• _RAW DATA_
▼

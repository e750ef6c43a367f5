//! The global symbol table.
//!
//! One flat table for the whole compilation: the checker renames locals so
//! that every name is unique, and TAC lowering inserts its synthesized
//! temporaries and string constants here so the back end can look up their
//! types.

use crate::common::*;
use crate::front::types::{Type, TypeTable};

/// Storage class of a file-scope or `static` variable.
#[derive(Clone, Copy, PartialEq, Eq, Debug)]
pub enum Storage {
    Static,
    Extern,
}

/// One cell of a fully lowered static initializer.
///
/// The cells of an initializer list are byte-accurate: their sizes sum to
/// the size of the initialized object.
#[derive(Clone, PartialEq, Eq, Debug)]
pub enum InitCell {
    Char(i8),
    UChar(u8),
    Short(i16),
    UShort(u16),
    Int(i32),
    UInt(u32),
    Long(i32),
    ULong(u32),
    /// A run of zero bytes.
    Zero(u32),
    /// Raw string bytes, without terminator.
    String(Vec<u8>),
    /// A word-sized slot holding the address of another symbol.
    Pointer(Id),
}

impl InitCell {
    pub fn size(&self) -> u32 {
        use InitCell::*;
        match self {
            Char(_) | UChar(_) => 1,
            Short(_) | UShort(_) => 2,
            Int(_) | UInt(_) | Long(_) | ULong(_) | Pointer(_) => 4,
            Zero(n) => *n,
            String(bytes) => bytes.len() as u32,
        }
    }
}

/// Initializer state of a static variable.
#[derive(Clone, PartialEq, Eq, Debug)]
pub enum StaticInit {
    None,
    Tentative,
    Initial(Vec<InitCell>),
}

/// What kind of entity a symbol is.
#[derive(Clone, Debug)]
pub enum Attr {
    /// A stack-allocated local or compiler temporary.  The cleanup handler,
    /// if any, is called with the local's address on scope exit.
    Local { cleanup: Option<Id> },
    /// A variable with static storage duration.  `global` means the symbol
    /// is visible to the linker.
    Static {
        global: bool,
        storage: Storage,
        init: StaticInit,
    },
    /// A function.
    Fun { defined: bool, global: bool },
    /// Read-only data, e.g. a string literal.
    Const { init: Vec<InitCell> },
}

#[derive(Clone, Debug)]
pub struct Symbol {
    pub ty: Type,
    pub attr: Attr,
}

impl Symbol {
    pub fn is_static_storage(&self) -> bool {
        matches!(self.attr, Attr::Static { .. } | Attr::Const { .. })
    }
}

/// The flat, global symbol table.
#[derive(Default, Debug)]
pub struct SymbolTable {
    entries: Map<Id, Symbol>,
    strings: u32,
}

impl SymbolTable {
    pub fn new() -> Self {
        SymbolTable::default()
    }

    pub fn insert(&mut self, name: Id, sym: Symbol) {
        self.entries.insert(name, sym);
    }

    pub fn add_local(&mut self, name: Id, ty: Type, cleanup: Option<Id>) {
        self.insert(
            name,
            Symbol {
                ty,
                attr: Attr::Local { cleanup },
            },
        );
    }

    pub fn add_const(&mut self, name: Id, ty: Type, init: Vec<InitCell>) {
        self.insert(name, Symbol { ty, attr: Attr::Const { init } });
    }

    /// Register an anonymous string constant (terminator included) and
    /// return its synthesized name.
    pub fn add_string(&mut self, bytes: &[u8]) -> Id {
        let name = loop {
            let candidate = crate::common::id(&format!("str.{}", self.strings));
            self.strings += 1;
            if self.get(candidate).is_none() {
                break candidate;
            }
        };
        let ty = Type::Char.array_of(bytes.len() as u32 + 1);
        let mut init = vec![InitCell::String(bytes.to_vec()), InitCell::Zero(1)];
        if bytes.is_empty() {
            init.remove(0);
        }
        self.add_const(name, ty, init);
        name
    }

    pub fn get(&self, name: Id) -> Option<&Symbol> {
        self.entries.get(&name)
    }

    pub fn expect(&self, name: Id) -> Result<&Symbol, Error> {
        self.get(name)
            .ok_or_else(|| Error::new("symbol lookup", format!("no symbol table entry for '{name}'")))
    }

    pub fn iter(&self) -> impl Iterator<Item = (&Id, &Symbol)> {
        self.entries.iter()
    }
}

/// The shared read-only tables the middle and back ends consult.
#[derive(Default, Debug)]
pub struct Tables {
    pub symbols: SymbolTable,
    pub types: TypeTable,
}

▲

Give again exactly, and only, the lines above starting at the one with "pub fn insert(&mut" and ending at the one with "its synthesized name.".

• _ANSWER TO THIS PROBLEM_
    pub fn insert(&mut self, name: Id, sym: Symbol) {
        self.entries.insert(name, sym);
    }

    pub fn add_local(&mut self, name: Id, ty: Type, cleanup: Option<Id>) {
        self.insert(
            name,
            Symbol {
                ty,
                attr: Attr::Local { cleanup },
            },
        );
    }

    pub fn add_const(&mut self, name: Id, ty: Type, init: Vec<InitCell>) {
        self.insert(name, Symbol { ty, attr: Attr::Const { init } });
    }

    /// Register an anonymous string constant (terminator included) and
    /// return its synthesized name.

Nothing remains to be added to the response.